# Bindings for experienced rider w/ Skate Banana



## Nerozor (Dec 2, 2011)

Hey!

I want some new bindings for christmas and therefore I need some help!
Currently I ride with some very stiff and old Nitro Team bindings as my GNU Fastec bindings were crap. 
The bindings need to work for allround riding and high speeding. 
Ive thought about getting either the 2012 Burton Cartel re:flex, Malavita re:flex, Union Force or Union Atlas, but Ive simply not been in the market enough 2 take the "risk" myself 
And by the way, it also needs to fit a size 45EU/11US 32 Lashed boot. 

What are you guys suggestions?
Thx alot


----------



## Nerozor (Dec 2, 2011)

Nobody that can help me?
By now Im leaning most towards the Malativa Re:flex duo its a little softer then Cartels, but also have a comfyer strap


----------



## civic2tegg (Sep 30, 2011)

Not the best person to give advise but I was in the same position you are in until last night when I got the union forces. After my research they seemed to be a solid choice so I went for it, I was just looking for a light, responsive, do anything binding that integrated well with my K2 Maysis. I also like the cartels though and they were my second choice but I have ridden Burton for the past 4 years and decided to try something new. Your boot size is the same as mine so go large whatever you get.


----------



## rdot84 (Jan 28, 2009)

My two cents: cant go wrong with the cartels or the union atlas. I would lean more torward the atlas. (Had a bad experience with burton) Good way to get an idea for whats better for you is to check out some reviews. Posted a site thats a good place to start.

Snowboard Bindings Reviews By Name A-Z


----------



## Nerozor (Dec 2, 2011)

Hmm, that site made the Burton Prophecy look very attractive 
Damn its hard to choose, even tho its gonne be a major upgrade from what I use atm


----------



## Leo (Nov 24, 2009)

I haven't tried the Prophecy, but that sounds like a better match than the Cartels or Malavitas. I tried both the Cartels and Restricted Malavitas though... awesome bindings. I really dig Burton for 2012.

The Cartels aren't as aggressive as they used to be now that the forward lean is defaulted at 0. The Malavitas are rated the same flex as Cartels on Burton's site, but I would say they have a bit more play to them.


----------



## Nerozor (Dec 2, 2011)

No the Malavitas is a 6/10 binding were Cartels are 7/10, so I would asume the Malavitas are just a softer Cartel with comfier asym ancle strap?


----------



## Leo (Nov 24, 2009)

Nerozor said:


> No the Malavitas is a 6/10 binding were Cartels are 7/10, so I would asume the Malavitas are just a softer Cartel with comfier asym ancle strap?

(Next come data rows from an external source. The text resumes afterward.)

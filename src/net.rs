mod request;
mod response;

pub use request::{Credentials, ExchangeId, Request};
pub use response::Response;
use std::collections::HashMap;
use std::fmt::Display;
use std::io::Cursor;
use http::Method;
use serde::{Deserialize, Serialize};
use url::Url;
use uuid::Uuid;

/// Username to password mapping accepted by the façade. Not applied to requests yet.
pub type Credentials = HashMap<String, String>;

/// A unique identifier for one simulated exchange, represented as a UUID.
///
/// Every [`Request`] gets a fresh id when it is built. The id travels with
/// the request over the link and is used to correlate log lines of a single
/// round trip.
#[derive(Debug, Copy, Clone, PartialEq, Eq, Hash, Serialize, Deserialize)]
pub struct ExchangeId(Uuid);

impl ExchangeId {
    pub fn new() -> Self {
        Self(Uuid::new_v4())
    }
}

impl Default for ExchangeId {
    fn default() -> Self {
        Self::new()
    }
}

impl Display for ExchangeId {
    fn fmt(&self, f: &mut std::fmt::Formatter<'_>) -> std::fmt::Result {
        write!(f, "{}", self.0)
    }
}

/// Request handed to the simulated client.
///
/// Immutable once built: all fields are private and only exposed through
/// accessors.
#[derive(Debug, Clone)]
pub struct Request {
    id: ExchangeId,
    method: Method,
    url: Url,
    body: Vec<u8>,
}

impl Request {
    /// Builds a request. `raw_url` must be an absolute URL, anything else is
    /// reported as a construction failure.
    pub fn new(method: Method, raw_url: &str, body: impl Into<Vec<u8>>) -> Result<Self, url::ParseError> {
        let url = Url::parse(raw_url)?;

        Ok(Self {
            id: ExchangeId::new(),
            method,
            url,
            body: body.into(),
        })
    }

    pub fn id(&self) -> ExchangeId {
        self.id
    }

    pub fn method(&self) -> &Method {
        &self.method
    }

    pub fn url(&self) -> &Url {
        &self.url
    }

    pub fn body(&self) -> &[u8] {
        &self.body
    }

    /// Body as a readable stream
    pub fn body_reader(&self) -> Cursor<&[u8]> {
        Cursor::new(self.body.as_slice())
    }

    pub fn body_text(&self) -> String {
        String::from_utf8_lossy(&self.body).into_owned()
    }

    pub fn json<T: serde::de::DeserializeOwned>(&self) -> serde_json::Result<T> {
        serde_json::from_slice(&self.body)
    }
}

#[cfg(test)]
mod tests {
    use super::*;
    use std::io::Read;

    const JSON_BODY: &str = r#"{"foo": ["bar", "baz"]}"#;

    #[test]
    fn new_parses_absolute_url() {
        let req = Request::new(Method::GET, "http://example.test/path?q=1", JSON_BODY).unwrap();
        assert_eq!(*req.method(), Method::GET);
        assert_eq!(req.url().host_str(), Some("example.test"));
        assert_eq!(req.url().path(), "/path");
        assert_eq!(req.body_text(), JSON_BODY);
    }

    #[test]
    fn new_rejects_relative_and_garbage_urls() {
        assert!(Request::new(Method::GET, "/relative/only", "").is_err());
        assert!(Request::new(Method::GET, "not a url", "").is_err());
        assert!(Request::new(Method::GET, "", "").is_err());
    }

    #[test]
    fn body_reader_streams_the_whole_body() {
        let req = Request::new(Method::GET, "http://example.test", JSON_BODY).unwrap();
        let mut out = String::new();
        req.body_reader().read_to_string(&mut out).unwrap();
        assert_eq!(out, JSON_BODY);
    }

    #[test]
    fn json_decodes_body() {
        #[derive(Deserialize)]
        struct Payload {
            foo: Vec<String>,
        }

        let req = Request::new(Method::GET, "http://example.test", JSON_BODY).unwrap();
        let payload: Payload = req.json().unwrap();
        assert_eq!(payload.foo, vec!["bar".to_string(), "baz".to_string()]);
    }

    #[test]
    fn every_request_gets_its_own_exchange_id() {
        let a = Request::new(Method::GET, "http://example.test", "").unwrap();
        let b = Request::new(Method::GET, "http://example.test", "").unwrap();
        assert_ne!(a.id(), b.id());
        assert_eq!(a.clone().id(), a.id());
    }
}
use std::sync::{Arc, PoisonError, RwLock};
use std::time::Duration;
use tokio_util::task::AbortOnDropHandle;
use crate::config::TimeoutPolicy;
use crate::errors::{HarnessError, Result};
use crate::net::{ExchangeId, Request, Response};
use crate::sim::handle::ResponseHandle;
use crate::sim::link::{ExchangePermit, Link};
use crate::sim::server::SimServer;

/// Simulated HTTP client.
///
/// Drives a single request over a [`Link`] to a [`SimServer`] and back. The
/// client itself holds no connection state; the link and server are passed
/// in per call so each harness can wire its own triple together.
#[derive(Debug)]
pub struct SimClient {
    /// Last timeout set on the client
    timeout: RwLock<Duration>,
    /// Whether `timeout` may abort an exchange
    policy: TimeoutPolicy,
}

impl SimClient {
    pub fn new(timeout: Duration, policy: TimeoutPolicy) -> Self {
        Self {
            timeout: RwLock::new(timeout),
            policy,
        }
    }

    pub fn timeout(&self) -> Duration {
        *self.timeout.read().unwrap_or_else(PoisonError::into_inner)
    }

    /// Replaces the recorded timeout. Every later call observes the new value.
    pub fn set_timeout(&self, timeout: Duration) {
        *self.timeout.write().unwrap_or_else(PoisonError::into_inner) = timeout;
    }

    pub fn policy(&self) -> TimeoutPolicy {
        self.policy
    }

    /// Sends `request` to `server` and waits for the full round trip.
    ///
    /// The request goes on the link right away; a background task carries it
    /// across the wire, lets the server answer, pushes the response back and
    /// signals completion. The caller wakes only after that signal, so the
    /// observed time is at least the network latency plus the server latency.
    pub async fn dispatch(&self, request: Request, link: &Arc<Link>, server: &Arc<SimServer>) -> Result<Response> {
        let id = request.id();
        let permit = Arc::new(link.acquire().await?);

        let status = server.status();
        log::debug!("[{id}] dispatch {} {} (expecting {status})", request.method(), request.url());

        link.send_request(request).await?;

        // Dropping `exchange` (timeout, or the caller giving up) aborts the carrier
        let task = AbortOnDropHandle::new(tokio::spawn(carry_round_trip(id, link.clone(), server.clone(), status, permit.clone())));
        let exchange = await_round_trip(id, link, task);

        let response = match self.policy {
            TimeoutPolicy::Recorded => exchange.await?,
            TimeoutPolicy::Enforced => {
                let timeout = self.timeout();
                match tokio::time::timeout(timeout, exchange).await {
                    Ok(res) => res?,
                    Err(_) => {
                        log::warn!("[{id}] exchange timed out after {timeout:?}");
                        return Err(HarnessError::Timeout(timeout));
                    }
                }
            }
        };

        log::debug!("[{id}] dispatch complete: {}", response.status_text);
        Ok(response)
    }

    /// Sends `request` to `server` and returns a handle without waiting for the reply.
    ///
    /// Only the network latency is spent before returning; the server's
    /// processing happens in the background.
    pub async fn dispatch_async(&self, request: Request, link: &Arc<Link>, server: &Arc<SimServer>) -> Result<ResponseHandle> {
        let id = request.id();
        let permit = Arc::new(link.acquire().await?);

        let status = server.status();
        log::debug!("[{id}] dispatch_async {} {} (expecting {status})", request.method(), request.url());

        tokio::time::sleep(link.network_latency()).await;
        link.send_request(request).await?;

        let task = AbortOnDropHandle::new(tokio::spawn(carry_reply(id, link.clone(), server.clone(), status, permit.clone())));

        let timeout = match self.policy {
            TimeoutPolicy::Recorded => None,
            TimeoutPolicy::Enforced => Some(self.timeout()),
        };

        Ok(ResponseHandle::new(id, link.clone(), task, permit, timeout))
    }
}

/// Client side of a blocking exchange: wait for the carrier task, the completion signal, then the response.
async fn await_round_trip(id: ExchangeId, link: &Link, task: AbortOnDropHandle<Result<()>>) -> Result<Response> {
    task.await??;
    link.await_done().await?;
    link.recv_response(id).await
}

/// Server side of a blocking exchange: wire delay, serve, return-trip delay, then signal completion.
///
/// Carrier tasks share the exchange permit with their caller, so the link stays
/// locked until an aborted carrier has really stopped.
async fn carry_round_trip(id: ExchangeId, link: Arc<Link>, server: Arc<SimServer>, status: u16, _permit: Arc<ExchangePermit>) -> Result<()> {
    tokio::time::sleep(link.network_latency()).await;

    let request = link.recv_request().await?;
    let response = server.serve(&request, status).await;
    link.send_response(id, response).await?;

    tokio::time::sleep(server.latency()).await;
    link.signal_done().await?;

    log::trace!("[{id}] round trip carried");
    Ok(())
}

/// Server side of a non-blocking exchange: serve and push the response back.
async fn carry_reply(id: ExchangeId, link: Arc<Link>, server: Arc<SimServer>, status: u16, _permit: Arc<ExchangePermit>) -> Result<()> {
    let request = link.recv_request().await?;
    let response = server.serve(&request, status).await;
    link.send_response(id, response).await?;

    log::trace!("[{id}] reply carried");
    Ok(())
}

Restricted Malavita my friend, Restricted...

Malavita EST Binding | Burton Snowboards


----------



## ScBlack (Dec 9, 2008)

K2 Auto Ever is pretty good if you're looking for light and stiff bindings. It's easy to get in and out too since you only have to do the ankle strap.


----------



## Leo (Nov 24, 2009)

ScBlack said:


> K2 Auto Ever is pretty good if you're looking for light and stiff bindings. It's easy to get in and out too since you only have to do the ankle strap.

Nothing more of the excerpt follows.